Les clés pour comprendre et s’adapter  au changement climatique

Dernièrement l’Institut technique agricole Arvalis a donné rendez-vous à la filière grandes cultures pour analyser, échanger et se projeter sur les défis agricoles des régions Auvergne-Rhône-Alpes et Bourgogne-Franche-Comté, dans un contexte de changement climatique.

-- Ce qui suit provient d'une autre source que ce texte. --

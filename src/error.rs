use std::io;
use std::path::{Path, PathBuf};
use thiserror::Error;

/// Why a directory could not be listed.
#[derive(Debug, Clone, Error, PartialEq, Eq)]
pub enum ScanError {
    #[error("Directory not found: {}", .0.display())]
    NotFound(PathBuf),

    #[error("Permission denied: cannot read {}", .0.display())]
    Access(PathBuf),

    #[error("Not a directory: {}", .0.display())]
    NotADirectory(PathBuf),

    #[error("Failed to read {}: {kind}", .path.display())]
    Io { path: PathBuf, kind: io::ErrorKind },
}

impl ScanError {
    pub fn from_io(path: &Path, err: &io::Error) -> Self {
        let path = path.to_path_buf();
        match err.kind() {
            io::ErrorKind::NotFound => ScanError::NotFound(path),
            io::ErrorKind::PermissionDenied => ScanError::Access(path),
            io::ErrorKind::NotADirectory => ScanError::NotADirectory(path),
            kind => ScanError::Io { path, kind },
        }
    }

    pub fn path(&self) -> &Path {
        match self {
            ScanError::NotFound(path)
            | ScanError::Access(path)
            | ScanError::NotADirectory(path)
            | ScanError::Io { path, .. } => path,
        }
    }

    /// True when the directory itself is gone rather than merely unreadable.
    pub fn is_not_found(&self) -> bool {
        matches!(self, ScanError::NotFound(_))
    }
}

#[derive(Debug, Clone, Error, PartialEq, Eq)]
pub enum WatchError {
    #[error("File watch unavailable for {}: {reason}", .path.display())]
    Unavailable { path: PathBuf, reason: String },
}

#[derive(Debug, Error)]
pub enum Error {
    #[error("Invalid path: {0}")]
    InvalidPath(String),

    #[error(transparent)]
    Scan(#[from] ScanError),

    #[error(transparent)]
    Watch(#[from] WatchError),

    #[error("State store error: {0}")]
    Store(#[from] heed::Error),

    #[error("I/O error: {0}")]
    Io(#[from] io::Error),

    #[error("Failed to initialize tracing: {0}")]
    Tracing(String),
}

Les clés pour comprendre et s’adapter  au changement climatique
En vingt ans, la récolte de maïs a déjà connu une anticipation de vingt jours, ou, à date de récolte constante, une baisse d’humidité du grain de 7 à 8 %. © DR

L’hémisphère nord de la planète est particulièrement touché par l’augmentation des températures. L’Europe continentale fait partie des zones les plus impactées par ce phénomène. Ce changement climatique a pour origine une plus forte concentration en gaz à effet de serre dans l’atmosphère depuis une quarantaine d’années. Mais d’autres éléments rentrent en jeu : « D’autres gazs, dont le méthane et le protoxyde d’azote ont un pouvoir réchauffant supérieur au CO2 », a rappelé Chloé Malaval-Juéry, ingénieure régionale Arvalis.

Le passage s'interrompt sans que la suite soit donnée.